Po zakończeniu rejestracji przy użyciu uwierzytelniania wieloskładnikowego następujące role administratora firmy Microsoft Entra są wymagane do wykonania innego uwierzytelniania za każdym razem, gdy się logują:

  • Globalny administrator usługi
  • Administrator aplikacji
  • Administrator uwierzytelniania
  • Administrator zasad uwierzytelniania
  • Administrator rozliczeń
  • Administrator aplikacji w chmurze
  • Administrator dostępu warunkowego
  • Administrator programu Exchange
  • Administrator pomocy technicznej
  • Administrator zarządzania tożsamościami
  • Administrator zarządzania hasłami
  • Administrator uwierzytelniania uprzywilejowanego
  • Administrator ról uprzywilejowanych
  • Administrator zabezpieczeń
  • Administrator SharePointa
  • Administrator użytkowników

Ochrona wszystkich użytkowników

Zwykle uważamy, że konta administratorów są jedynymi kontami, które wymagają dodatkowych warstw uwierzytelniania. Administratorzy mają szeroki dostęp do poufnych informacji i mogą wprowadzać zmiany w ustawieniach dotyczących całej subskrypcji. Osoby atakujące często atakują użytkowników końcowych.

Po uzyskaniu dostępu osoby atakujące mogą zażądać dostępu do uprzywilejowanych informacji w imieniu oryginalnego właściciela konta. Mogą nawet pobrać cały katalog w celu przeprowadzenia ataku wyłudzania informacji w całej organizacji.

Jedną z typowych metod poprawy ochrony dla wszystkich użytkowników jest wymaganie silniejszej formy weryfikacji konta, takiej jak uwierzytelnianie wieloskładnikowe, dla wszystkich użytkowników. Po zakończeniu rejestracji uwierzytelniania wieloskładnikowego użytkownicy będą monitowani o dodatkowe uwierzytelnianie w razie potrzeby. Ta funkcja chroni wszystkie aplikacje zarejestrowane w usłudze Microsoft Entra ID, w tym aplikacje SaaS.

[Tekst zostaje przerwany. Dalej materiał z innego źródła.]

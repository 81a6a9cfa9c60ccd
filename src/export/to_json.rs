use anyhow::Result;

use crate::pipeline::DashboardData;

/// Renders the summary context as pretty JSON for external chart consumers.
pub fn render(data: &DashboardData, top_n: usize, title: &str) -> Result<String> {
    let context = super::dashboard_context(data, top_n, title);
    Ok(serde_json::to_string_pretty(&context)?)
}
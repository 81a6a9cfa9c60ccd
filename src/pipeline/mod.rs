pub mod cleaner;
pub mod features;
pub mod joiner;

use std::collections::HashMap;
use std::path::{Path, PathBuf};
use std::sync::{Arc, Mutex};

use tracing::info;

use crate::config::DataConfig;
use crate::data_loader;
use crate::errors::PipelineError;
use crate::records::{CustomerRecord, ItemRow, OrderRow};

/// Row drops tallied at every pipeline boundary. The drops themselves are
/// silent policy (see the joiner), but the counts are kept for auditability.
/// A row failing several criteria is counted once, at the first boundary that
/// rejects it.
#[derive(Debug, Default, Clone, Copy)]
pub struct DropReport {
    pub malformed_rows: usize,
    pub orders_missing_lifecycle: usize,
    pub orders_unparseable: usize,
    pub orders_without_payment: usize,
    pub items_without_order: usize,
    pub items_missing_category_or_price: usize,
}

impl DropReport {
    pub fn log(&self) {
        info!("Drop report:");
        info!("  malformed rows skipped at load: {}", self.malformed_rows);
        info!(
            "  orders dropped for missing lifecycle timestamps: {}",
            self.orders_missing_lifecycle
        );
        info!(
            "  orders dropped for unparseable timestamps: {}",
            self.orders_unparseable
        );
        info!(
            "  orders dropped for unresolved payments: {}",
            self.orders_without_payment
        );
        info!(
            "  items skipped (order not in OrdersMain): {}",
            self.items_without_order
        );
        info!(
            "  items dropped (untranslated category or missing price): {}",
            self.items_missing_category_or_price
        );
    }
}

/// The immutable result of one pipeline run: the two canonical analytical
/// tables plus the raw customer table (kept for total-customer-count
/// metrics). Built once, then shared read-only; filtering produces views and
/// never mutates these tables.
#[derive(Debug)]
pub struct DashboardData {
    pub orders_main: Vec<OrderRow>,
    pub full_items: Vec<ItemRow>,
    pub customers: Vec<CustomerRecord>,
    pub drops: DropReport,
}

/// Runs the full pipeline: load, clean, aggregate/join, derive features.
///
/// Stage order matters only in that payments are aggregated before any
/// item-level fan-out; everything else is associative and commutative, so
/// re-running on the same inputs reproduces the same tables up to row order.
pub fn build_dashboard_data(
    data_dir: &Path,
    cfg: &DataConfig,
) -> Result<DashboardData, PipelineError> {
    info!("Loading raw tables from {}", data_dir.display());
    let raw = data_loader::load_raw_tables(data_dir, cfg)?;
    info!(
        "Loaded {} customers, {} orders, {} items, {} payments, {} products, {} translations",
        raw.customers.len(),
        raw.orders.len(),
        raw.order_items.len(),
        raw.payments.len(),
        raw.products.len(),
        raw.translations.len()
    );

    let (clean, cleaner_stats) = cleaner::clean_orders(&raw.orders);
    info!(
        "Cleaner kept {} of {} orders",
        clean.len(),
        raw.orders.len()
    );

    let payment_totals = joiner::aggregate_payments(&raw.payments);
    let (orders_main, without_payment) =
        joiner::build_orders_main(&clean, &raw.customers, &payment_totals);
    info!("OrdersMain built with {} rows", orders_main.len());

    let (full_items, join_stats) = joiner::build_full_items(
        &orders_main,
        &raw.order_items,
        &raw.products,
        &raw.translations,
    );
    info!("FullItems built with {} rows", full_items.len());

    let drops = DropReport {
        malformed_rows: raw.malformed_rows,
        orders_missing_lifecycle: cleaner_stats.dropped_missing_lifecycle,
        orders_unparseable: cleaner_stats.dropped_unparseable,
        orders_without_payment: without_payment,
        items_without_order: join_stats.items_without_order,
        items_missing_category_or_price: join_stats.items_missing_category_or_price,
    };
    drops.log();

    Ok(DashboardData {
        orders_main,
        full_items,
        customers: raw.customers,
        drops,
    })
}

/// Memoizing wrapper around `build_dashboard_data`, keyed on the data
/// directory. The pipeline runs at most once per directory for the lifetime
/// of the cache; repeated requests share one immutable `Arc`. Callers that
/// know the underlying files changed evict with `invalidate`.
#[derive(Default)]
pub struct PipelineCache {
    inner: Mutex<HashMap<PathBuf, Arc<DashboardData>>>,
}

impl PipelineCache {
    pub fn new() -> Self {
        Self::default()
    }

    fn cache_key(data_dir: &Path) -> PathBuf {
        data_dir.canonicalize().unwrap_or_else(|_| data_dir.to_path_buf())
    }

    pub fn get_or_build(
        &self,
        data_dir: &Path,
        cfg: &DataConfig,
    ) -> Result<Arc<DashboardData>, PipelineError> {
        let key = Self::cache_key(data_dir);
        if let Some(data) = self.inner.lock().expect("cache lock poisoned").get(&key) {
            return Ok(Arc::clone(data));
        }

        // Built outside the lock; concurrent builders race harmlessly since
        // the pipeline is pure and the last insert wins with equal content.
        let data = Arc::new(build_dashboard_data(data_dir, cfg)?);
        self.inner
            .lock()
            .expect("cache lock poisoned")
            .insert(key, Arc::clone(&data));
        Ok(data)
    }

    pub fn invalidate(&self, data_dir: &Path) {
        let key = Self::cache_key(data_dir);
        self.inner.lock().expect("cache lock poisoned").remove(&key);
    }
}
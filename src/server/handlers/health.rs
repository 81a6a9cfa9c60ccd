use axum::{http::StatusCode, response::Json};
use serde_json::{json, Value};

pub async fn health_check() -> Result<Json<Value>, StatusCode> {
    Ok(Json(json!({
        "status": "healthy",
        "service": "olist-dashboard",
        "version": env!("CARGO_PKG_VERSION")
    })))
}
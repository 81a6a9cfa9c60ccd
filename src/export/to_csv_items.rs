use anyhow::Result;
use csv::Writer;

use crate::pipeline::DashboardData;

/// Renders the FullItems table as CSV, one row per line item.
pub fn render(data: &DashboardData) -> Result<String> {
    let mut wtr = Writer::from_writer(vec![]);

    wtr.write_record([
        "order_id",
        "order_item_id",
        "product_id",
        "product_category_name_english",
        "price",
        "freight_value",
        "customer_unique_id",
        "order_purchase_timestamp",
        "payment_value",
        "order_purchase_year",
        "order_purchase_quarter",
        "order_purchase_month_year",
    ])?;

    for row in &data.full_items {
        wtr.write_record([
            row.order_id.clone(),
            row.order_item_id.to_string(),
            row.product_id.clone(),
            row.product_category_name_english.clone(),
            format!("{:.2}", row.price),
            row.freight_value
                .map(|v| format!("{v:.2}"))
                .unwrap_or_default(),
            row.customer_unique_id.clone().unwrap_or_default(),
            row.purchase_timestamp.to_string(),
            format!("{:.2}", row.payment_value),
            row.calendar.year.to_string(),
            row.calendar.quarter.to_string(),
            row.calendar.month_year.to_string(),
        ])?;
    }

    let csv_string = String::from_utf8(wtr.into_inner()?)?;
    Ok(csv_string)
}
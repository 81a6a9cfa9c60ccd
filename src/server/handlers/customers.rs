use axum::{extract::State, http::StatusCode, response::Json};
use serde_json::{json, Value};

use crate::analytics;
use crate::server::app::AppState;

/// Repeat-buyer stats over the full OrdersMain table. Unfiltered by design:
/// repeat behavior is measured across the whole history, with the raw
/// customer table row count as the rate denominator.
pub async fn repeat_buyers(State(state): State<AppState>) -> Result<Json<Value>, StatusCode> {
    let stats = analytics::repeat_buyers(&state.data.orders_main, state.data.customers.len());
    Ok(Json(json!(stats)))
}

Blokowanie starszego uwierzytelniania

Aby zapewnić użytkownikom łatwy dostęp do aplikacji w chmurze, usługa Microsoft Entra ID obsługuje różne protokoły uwierzytelniania, w tym starsze uwierzytelnianie. Starsze uwierzytelnianie to żądanie uwierzytelniania wykonane przez:

  • Klienci, którzy nie korzystają z nowoczesnego uwierzytelniania (na przykład klienta pakietu Office 2010). Nowoczesne uwierzytelnianie obejmuje klientów, którzy implementują protokoły, takie jak OAuth 2.0, do obsługi funkcji takich jak uwierzytelnianie wieloskładnikowe i karty inteligentne. Starsze uwierzytelnianie zwykle obsługuje tylko mniej bezpieczne mechanizmy, takie jak hasła.
  • Klient korzystający z protokołów poczty, takich jak IMAP, SMTP lub POP3.

Obecnie większość kompromitujących prób logowania pochodzi ze starszego uwierzytelniania. Starsze uwierzytelnianie nie obsługuje uwierzytelniania wieloskładnikowego. Nawet jeśli w katalogu włączono zasady uwierzytelniania wieloskładnikowego, osoba atakująca może uwierzytelnić się przy użyciu starszego protokołu i pominąć uwierzytelnianie wieloskładnikowe.

Po włączeniu domyślnych ustawień zabezpieczeń w dzierżawie wszystkie żądania uwierzytelniania wysyłane przez starszy protokół będą blokowane. Domyślne ustawienia zabezpieczeń blokują uwierzytelnianie podstawowe Exchange ActiveSync.